After school he was a grocery boy and later became a cowboy. He travelled, and he moved about to find his happiness.

And he did find his happiness.

He came to nest in a house filled with close friends, also with disabilities, and worked at an Endeavour farm ~ a producing farm that employed people with disabilities. My brother loved it there. At the age of 25, he was the most senior staff there, and had more vehicle licences than my dad ~ bobcat, tractor licences. He found his passion there on the land.

He had the most beautiful girlfriend ~ his coach actually...
My brother was an athlete. He was the Northern Queensland Disabled Sports Team captain. The best all~rounder in Queensland. He was ranked number two in high jump in Australia. He was looking to qualify for the 2000 Paralympics. Sometimes he would joke that he wished he was more disabled, so he could enter in more sports.

He met his biological father, Dave that year too. And Dave welcomed him and my brother with open arms. It was Clinton's lifelong wish to meet his father, and he did. And it was wonderful, and they were friends, and he found peace in his life. He and my father healed all rifts they'd had during his teenage years.

My brother found peace ~ real peace ~ that year, and those few years that preceeded it. After so many challenges, he came to find acceptance in himself, and saw all the love that was open to him.

My brother was a fighter ~ he was a champion ~ he was a believer ~ and he was my big brother. He was the guy who would come home from the farm for a weekend just to re~tile my grandmother's floor on her birthday.

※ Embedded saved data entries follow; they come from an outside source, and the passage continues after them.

//! Logging and tracing configuration
//!
//! All log output goes to stderr (and optionally a rolling file) so that
//! stdout carries nothing but the generated document.

use std::io;
use tracing::{info, Level};
use tracing_appender::{non_blocking, non_blocking::WorkerGuard, rolling};
use tracing_subscriber::{
    fmt::{self, format::FmtSpan},
    layer::SubscriberExt,
    util::SubscriberInitExt,
    EnvFilter, Layer, Registry,
};

/// Error returned when the global subscriber cannot be installed
pub type LoggingError = Box<dyn std::error::Error + Send + Sync>;

/// Logging configuration
#[derive(Debug, Clone)]
pub struct LoggingConfig {
    /// Log level for the crate
    pub level: Level,
    /// Whether to emit JSON lines on the console
    pub json_format: bool,
    /// Directory for daily rolling JSON log files, if enabled
    pub log_directory: Option<String>,
    /// Log file prefix
    pub log_file_prefix: String,
    /// Whether to log span open/close events
    pub enable_span_events: bool,
    /// Whether to use ANSI colors on the console
    pub enable_ansi: bool,
    /// Custom environment filter, overriding `level`
    pub env_filter: Option<String>,
}

impl Default for LoggingConfig {
    fn default() -> Self {
        Self {
            level: Level::WARN,
            json_format: false,
            log_directory: None,
            log_file_prefix: "state-faker".to_string(),
            enable_span_events: false,
            enable_ansi: true,
            env_filter: None,
        }
    }
}

impl LoggingConfig {
    /// Create a new logging configuration
    pub fn new() -> Self {
        Self::default()
    }

    /// Set the log level
    pub fn with_level(mut self, level: Level) -> Self {
        self.level = level;
        self
    }

    /// Enable JSON formatting on the console
    pub fn with_json_format(mut self) -> Self {
        self.json_format = true;
        self
    }

    /// Also write JSON logs to a daily rolling file in `directory`
    pub fn with_file_logging(mut self, directory: impl Into<String>) -> Self {
        self.log_directory = Some(directory.into());
        self
    }

    /// Set log file prefix
    pub fn with_file_prefix(mut self, prefix: impl Into<String>) -> Self {
        self.log_file_prefix = prefix.into();
        self
    }

    /// Enable span events
    pub fn with_span_events(mut self) -> Self {
        self.enable_span_events = true;
        self
    }

    /// Disable ANSI colors
    pub fn without_ansi(mut self) -> Self {
        self.enable_ansi = false;
        self
    }

    /// Set custom environment filter
    pub fn with_env_filter(mut self, filter: impl Into<String>) -> Self {
        self.env_filter = Some(filter.into());
        self
    }

    fn span_events(&self) -> FmtSpan {
        if self.enable_span_events {
            FmtSpan::CLOSE
        } else {
            FmtSpan::NONE
        }
    }

    fn filter(&self) -> Result<EnvFilter, LoggingError> {
        if let Some(filter) = &self.env_filter {
            return Ok(EnvFilter::try_new(filter)?);
        }
        Ok(EnvFilter::try_from_default_env().unwrap_or_else(|_| {
            EnvFilter::new(format!(
                "{}={}",
                env!("CARGO_PKG_NAME").replace('-', "_"),
                self.level
            ))
        }))
    }

    /// Initialize the global tracing subscriber
    ///
    /// With file logging enabled the returned guard owns the background
    /// writer. Keep it alive until the last event is logged; dropping it
    /// flushes the file.
    pub fn init(self) -> Result<Option<WorkerGuard>, LoggingError> {
        let registry = Registry::default().with(self.filter()?);

        let console_layer = if self.json_format {
            fmt::layer()
                .json()
                .with_writer(io::stderr)
                .with_span_events(self.span_events())
                .boxed()
        } else {
            fmt::layer()
                .with_writer(io::stderr)
                .with_ansi(self.enable_ansi)
                .with_span_events(self.span_events())
                .boxed()
        };

        let guard = match &self.log_directory {
            Some(directory) => {
                let appender = rolling::daily(directory, &self.log_file_prefix);
                let (file_writer, guard) = non_blocking(appender);
                let file_layer = fmt::layer()
                    .json()
                    .with_writer(file_writer)
                    .with_span_events(self.span_events());

                registry.with(console_layer).with(file_layer).try_init()?;
                Some(guard)
            }
            None => {
                registry.with(console_layer).try_init()?;
                None
            }
        };

        info!(level = %self.level, file = ?self.log_directory, "logging initialized");
        Ok(guard)
    }
}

That was the last time I saw him, actually.
And when he said goodbye to drive back to the farm, he gave me a big big hug, and he smelled his smoky, rusty, musky self. And he tickled me, and he fixed his blue eyes on me and said quite firmly to me ~
"I'll see you later, Bony."

A week or so later, he was killed in a farm accident, on the farm that he loved.

That was seven years ago. I was 14, he was 25.

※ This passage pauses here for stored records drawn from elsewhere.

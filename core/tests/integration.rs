//! Dispatcher tests over real HTTP against the in-process mock server.
//!
//! # Design
//! Each test binds the mock server to a random port on the test's own
//! runtime, then drives `RequestDispatcher` with the reqwest transport.
//! Handlers forward their value through a oneshot channel; a counting
//! reporter stands in for the log channel.

use std::net::SocketAddr;
use std::sync::{Arc, Mutex};

use jsonrest_core::{
    ClientConfig, CompletionHandler, ErrorReporter, HttpMethod, ParsePolicy, PostEncoding,
    ReqwestTransport, RequestDispatcher, RequestError,
};
use serde_json::{json, Value};
use tokio::sync::oneshot;

#[derive(Clone, Default)]
struct CountingReporter {
    errors: Arc<Mutex<Vec<RequestError>>>,
}

impl ErrorReporter for CountingReporter {
    fn report(&self, _method: HttpMethod, _url: &str, error: &RequestError) {
        self.errors.lock().unwrap().push(error.clone());
    }
}

impl CountingReporter {
    fn count(&self) -> usize {
        self.errors.lock().unwrap().len()
    }
}

async fn start_server() -> SocketAddr {
    let listener = tokio::net::TcpListener::bind("127.0.0.1:0").await.unwrap();
    let addr = listener.local_addr().unwrap();
    tokio::spawn(async move { mock_server::run(listener).await.unwrap() });
    addr
}

fn dispatcher(config: ClientConfig) -> (RequestDispatcher, CountingReporter) {
    let reporter = CountingReporter::default();
    let d = RequestDispatcher::new(ReqwestTransport::new(), config).with_reporter(reporter.clone());
    (d, reporter)
}

fn channel() -> (CompletionHandler, oneshot::Receiver<Value>) {
    let (tx, rx) = oneshot::channel();
    let handler: CompletionHandler = Box::new(move |v: Value| {
        let _ = tx.send(v);
    });
    (handler, rx)
}

#[tokio::test]
async fn crud_lifecycle() {
    let addr = start_server().await;
    let base = format!("http://{addr}/items");
    let (d, reporter) = dispatcher(ClientConfig::default());

    // list: empty
    let (handler, rx) = channel();
    d.get(&base, Some(handler)).unwrap().await.unwrap().unwrap();
    assert_eq!(rx.await.unwrap(), json!([]));

    // create
    let (handler, rx) = channel();
    d.post(&base, r#"{"name":"a","count":1}"#, Some(handler))
        .unwrap()
        .await
        .unwrap()
        .unwrap();
    let created = rx.await.unwrap();
    assert_eq!(created["name"], "a");
    let id = created["id"].as_str().unwrap().to_string();
    let item_url = format!("{base}/{id}");

    // patch merges
    let (handler, rx) = channel();
    d.patch(&item_url, r#"{"count":2}"#, Some(handler))
        .unwrap()
        .await
        .unwrap()
        .unwrap();
    assert_eq!(rx.await.unwrap(), json!({"id": id, "name": "a", "count": 2}));

    // put replaces
    let (handler, rx) = channel();
    d.put(&item_url, r#"{"name":"b"}"#, Some(handler))
        .unwrap()
        .await
        .unwrap()
        .unwrap();
    assert_eq!(rx.await.unwrap(), json!({"id": id, "name": "b"}));

    // get
    let fetched = d.send(d.client().build_get(&item_url).unwrap()).await.unwrap();
    assert_eq!(fetched["name"], "b");

    // delete: 204 with no body completes with null
    let (handler, rx) = channel();
    d.delete(&item_url, Some(handler)).unwrap().await.unwrap().unwrap();
    assert_eq!(rx.await.unwrap(), Value::Null);

    assert_eq!(reporter.count(), 0);

    // get after delete: protocol error, handler dropped uncalled
    let (handler, rx) = channel();
    let err = d.get(&item_url, Some(handler)).unwrap().await.unwrap().unwrap_err();
    assert_eq!(err.status(), Some(404));
    assert!(rx.await.is_err(), "handler must not run on failure");
    assert_eq!(reporter.count(), 1);
}

#[tokio::test]
async fn every_verb_sends_json_content_type() {
    let addr = start_server().await;
    let url = format!("http://{addr}/echo");
    let (d, reporter) = dispatcher(ClientConfig::default());

    for method in ["GET", "POST", "PUT", "PATCH", "DELETE"] {
        let (handler, rx) = channel();
        d.request(method, &url, Some(r#"{"k":"v"}"#), Some(handler))
            .unwrap()
            .await
            .unwrap()
            .unwrap();
        let echoed = rx.await.unwrap();
        assert_eq!(echoed["method"], method);
        assert_eq!(echoed["content_type"], "application/json", "{method}");
    }
    assert_eq!(reporter.count(), 0);
}

#[tokio::test]
async fn patch_body_arrives_unchanged() {
    let addr = start_server().await;
    let url = format!("http://{addr}/echo");
    let (d, _) = dispatcher(ClientConfig::default());
    let json = r#"{"name":"grüß","n":[1,2]}"#;

    let (handler, rx) = channel();
    d.patch(&url, json, Some(handler)).unwrap().await.unwrap().unwrap();

    let echoed = rx.await.unwrap();
    assert_eq!(echoed["method"], "PATCH");
    assert_eq!(echoed["body"], json);
}

#[tokio::test]
async fn www_form_post_encodes_json_text() {
    let addr = start_server().await;
    let url = format!("http://{addr}/echo");
    let config = ClientConfig {
        post_encoding: PostEncoding::WwwForm,
        ..ClientConfig::default()
    };
    let (d, _) = dispatcher(config);

    let (handler, rx) = channel();
    d.post(&url, r#"{"a":1}"#, Some(handler)).unwrap().await.unwrap().unwrap();

    let echoed = rx.await.unwrap();
    assert_eq!(echoed["body"], "%7B%22a%22%3A1%7D");
    assert_eq!(echoed["content_type"], "application/json");
}

#[tokio::test]
async fn post_form_sends_form_fields() {
    let addr = start_server().await;
    let (d, reporter) = dispatcher(ClientConfig::default());

    let (handler, rx) = channel();
    d.post_form(
        &format!("http://{addr}/form"),
        [("name", "a"), ("age", "30")],
        Some(handler),
    )
    .unwrap()
    .await
    .unwrap()
    .unwrap();

    assert_eq!(rx.await.unwrap(), json!({"name": "a", "age": "30"}));
    assert_eq!(reporter.count(), 0);
}

#[tokio::test]
async fn protocol_error_ignores_body_for_handler() {
    let addr = start_server().await;
    let (d, reporter) = dispatcher(ClientConfig::default());

    let (handler, rx) = channel();
    let err = d
        .get(&format!("http://{addr}/status/404"), Some(handler))
        .unwrap()
        .await
        .unwrap()
        .unwrap_err();

    assert_eq!(
        err,
        RequestError::Protocol {
            status: 404,
            body: r#"{"error":"not found"}"#.to_string(),
        }
    );
    assert!(rx.await.is_err());
    assert_eq!(reporter.count(), 1);
}

#[tokio::test]
async fn connection_error_reports_once() {
    // Bind then drop to get a port with nothing listening.
    let listener = tokio::net::TcpListener::bind("127.0.0.1:0").await.unwrap();
    let addr = listener.local_addr().unwrap();
    drop(listener);

    let (d, reporter) = dispatcher(ClientConfig::default());
    let (handler, rx) = channel();
    let err = d
        .get(&format!("http://{addr}/items"), Some(handler))
        .unwrap()
        .await
        .unwrap()
        .unwrap_err();

    assert!(err.is_connection(), "{err:?}");
    assert!(rx.await.is_err());
    assert_eq!(reporter.count(), 1);
}

#[tokio::test]
async fn non_json_body_follows_parse_policy() {
    let addr = start_server().await;
    let url = format!("http://{addr}/text");

    let (strict, strict_reporter) = dispatcher(ClientConfig::default());
    let err = strict.get(&url, None).unwrap().await.unwrap().unwrap_err();
    assert!(matches!(err, RequestError::Parse(_)));
    assert_eq!(strict_reporter.count(), 1);

    let config = ClientConfig {
        parse_policy: ParsePolicy::Lenient,
        ..ClientConfig::default()
    };
    let (lenient, lenient_reporter) = dispatcher(config);
    let (handler, rx) = channel();
    lenient.get(&url, Some(handler)).unwrap().await.unwrap().unwrap();
    assert_eq!(rx.await.unwrap(), Value::Null);
    assert_eq!(lenient_reporter.count(), 0);
}

#[tokio::test]
async fn invalid_utf8_body_is_a_parse_error_under_strict() {
    let addr = start_server().await;
    let url = format!("http://{addr}/binary");

    let (strict, strict_reporter) = dispatcher(ClientConfig::default());
    let (handler, rx) = channel();
    let err = strict.get(&url, Some(handler)).unwrap().await.unwrap().unwrap_err();
    assert!(matches!(err, RequestError::Parse(_)), "{err:?}");
    assert!(rx.await.is_err());
    assert_eq!(strict_reporter.count(), 1);

    let config = ClientConfig {
        parse_policy: ParsePolicy::Lenient,
        ..ClientConfig::default()
    };
    let (lenient, _) = dispatcher(config);
    let (handler, rx) = channel();
    lenient.get(&url, Some(handler)).unwrap().await.unwrap().unwrap();
    assert_eq!(rx.await.unwrap(), Value::Null);
}

#[tokio::test]
async fn concurrent_requests_complete_independently() {
    let addr = start_server().await;
    let base = format!("http://{addr}/items");
    let (d, reporter) = dispatcher(ClientConfig::default());

    let tasks: Vec<_> = (0..8)
        .map(|i| d.post(&base, &format!(r#"{{"n":{i}}}"#), None).unwrap())
        .collect();
    for task in tasks {
        task.await.unwrap().unwrap();
    }

    let items = d.send(d.client().build_get(&base).unwrap()).await.unwrap();
    assert_eq!(items.as_array().unwrap().len(), 8);
    assert_eq!(reporter.count(), 0);
}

The only thing I remember from the funeral, is my mother seeing Dave, his father again after 20 odd years. And my mother sitting between my brother's father, and our father, and holding both their hands as the two men sobbed. The tenderness in that moment will stay with me always.

And I am incredibly blessed to have had him in my life.
He taught me so many lessons of achieving, no matter what challenges faced us.

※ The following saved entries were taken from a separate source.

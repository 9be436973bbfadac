//! Stateless request builder and response parser for JSON REST APIs.
//!
//! # Design
//! `JsonClient` holds only its `ClientConfig`. Each verb has a `build_*`
//! method producing an `HttpRequest`, and a single `parse_response` turns an
//! `HttpResponse` into a JSON tree. The network round-trip happens outside,
//! either in `RequestDispatcher` or in a host that owns its own transport.
//!
//! Every JSON verb sets `Content-Type: application/json`, GET and DELETE
//! included. PUT and PATCH upload the raw UTF-8 bytes of the JSON text.

use serde::Serialize;
use serde_json::Value;
use tracing::warn;
use url::form_urlencoded;

use crate::config::{ClientConfig, ParsePolicy, PostEncoding};
use crate::error::RequestError;
use crate::http::{HttpMethod, HttpRequest, HttpResponse};

pub const CONTENT_TYPE: &str = "Content-Type";
pub const JSON_CONTENT_TYPE: &str = "application/json";
pub const FORM_CONTENT_TYPE: &str = "application/x-www-form-urlencoded";

/// Synchronous, stateless client for JSON REST APIs.
#[derive(Debug, Clone, Copy, Default)]
pub struct JsonClient {
    config: ClientConfig,
}

impl JsonClient {
    pub fn new(config: ClientConfig) -> Self {
        Self { config }
    }

    pub fn build_get(&self, url: &str) -> Result<HttpRequest, RequestError> {
        json_request(HttpMethod::Get, url, None)
    }

    pub fn build_post(&self, url: &str, json: &str) -> Result<HttpRequest, RequestError> {
        let body = match self.config.post_encoding {
            PostEncoding::Raw => json.as_bytes().to_vec(),
            PostEncoding::WwwForm => form_urlencoded::byte_serialize(json.as_bytes())
                .collect::<String>()
                .into_bytes(),
        };
        json_request(HttpMethod::Post, url, Some(body))
    }

    /// Build a form POST from `(name, value)` pairs, encoded in the order
    /// given. Unlike the JSON verbs this carries the form content type.
    pub fn build_post_form<I, K, V>(&self, url: &str, fields: I) -> Result<HttpRequest, RequestError>
    where
        I: IntoIterator<Item = (K, V)>,
        K: AsRef<str>,
        V: AsRef<str>,
    {
        let url = validate_url(url)?;
        let body = form_urlencoded::Serializer::new(String::new())
            .extend_pairs(fields)
            .finish();
        let mut req = HttpRequest {
            method: HttpMethod::Post,
            url,
            headers: Vec::new(),
            body: Some(body.into_bytes()),
        };
        req.set_header(CONTENT_TYPE, FORM_CONTENT_TYPE);
        Ok(req)
    }

    pub fn build_put(&self, url: &str, json: &str) -> Result<HttpRequest, RequestError> {
        json_request(HttpMethod::Put, url, Some(json.as_bytes().to_vec()))
    }

    pub fn build_patch(&self, url: &str, json: &str) -> Result<HttpRequest, RequestError> {
        json_request(HttpMethod::Patch, url, Some(json.as_bytes().to_vec()))
    }

    pub fn build_delete(&self, url: &str) -> Result<HttpRequest, RequestError> {
        json_request(HttpMethod::Delete, url, None)
    }

    /// Build a request from a verb name.
    ///
    /// Fails with `InvalidMethod` for anything but GET, POST, PUT, PATCH and
    /// DELETE. `json` is ignored for GET and DELETE; a missing body on the
    /// other verbs is sent as an empty upload.
    pub fn build(&self, method: &str, url: &str, json: Option<&str>) -> Result<HttpRequest, RequestError> {
        let method: HttpMethod = method.parse()?;
        let json = json.unwrap_or_default();
        match method {
            HttpMethod::Get => self.build_get(url),
            HttpMethod::Post => self.build_post(url, json),
            HttpMethod::Put => self.build_put(url, json),
            HttpMethod::Patch => self.build_patch(url, json),
            HttpMethod::Delete => self.build_delete(url),
        }
    }

    /// Turn a response into a JSON tree.
    ///
    /// Non-2xx statuses become `Protocol` errors carrying status and body.
    /// Empty 2xx bodies are `null`; malformed ones, invalid UTF-8 included,
    /// follow the parse policy.
    pub fn parse_response(&self, response: HttpResponse) -> Result<Value, RequestError> {
        if !response.is_success() {
            return Err(RequestError::Protocol {
                status: response.status,
                body: String::from_utf8_lossy(&response.body).into_owned(),
            });
        }
        let bytes = response.body.trim_ascii();
        if bytes.is_empty() {
            return Ok(Value::Null);
        }
        match serde_json::from_slice(bytes) {
            Ok(value) => Ok(value),
            Err(e) => match self.config.parse_policy {
                ParsePolicy::Strict => Err(RequestError::Parse(e.to_string())),
                ParsePolicy::Lenient => {
                    warn!(status = response.status, error = %e, "response body is not JSON, using null");
                    Ok(Value::Null)
                }
            },
        }
    }
}

/// Serialize a value into JSON text suitable for the `json` body parameters.
pub fn to_json_body<T: Serialize + ?Sized>(value: &T) -> Result<String, RequestError> {
    serde_json::to_string(value).map_err(|e| RequestError::Serialization(e.to_string()))
}

fn json_request(method: HttpMethod, url: &str, body: Option<Vec<u8>>) -> Result<HttpRequest, RequestError> {
    let url = validate_url(url)?;
    let mut req = HttpRequest {
        method,
        url,
        headers: Vec::new(),
        body,
    };
    req.set_header(CONTENT_TYPE, JSON_CONTENT_TYPE);
    Ok(req)
}

/// Accept only non-empty absolute URLs with a host. The original text is
/// kept as-is rather than the normalized form.
fn validate_url(url: &str) -> Result<String, RequestError> {
    if url.trim().is_empty() {
        return Err(RequestError::InvalidUrl("empty URL".to_string()));
    }
    let parsed = url::Url::parse(url).map_err(|e| RequestError::InvalidUrl(format!("{url}: {e}")))?;
    if !parsed.has_host() {
        return Err(RequestError::InvalidUrl(format!("{url}: missing host")));
    }
    Ok(url.to_string())
}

And most days I am grateful for everything ~ every perfect sublime piece of his life, and his death... he connects me with a deeper knowing... an understand that love is a vagabond traveller across barriers of love and death.

And some days, I'm just a sister who wants to hug her big brother again.

It is healing for me to share his story, to honour his life, to speak those words which revive memories.

~

I was thinking this morning about life, about death.
This day, two years ago, my city of Canberra was ravaged by a massive bushfire, killing four people, burning down 400 houses.
The CEO of MacDonalds, an Australian, passed away at the age of 44 yesterday.
And twenty eight years ago, the Grangeville train disaster occured.
We are still blinking our eyes, startled, comprehending the lives lost in a swirl of Mother Ocean.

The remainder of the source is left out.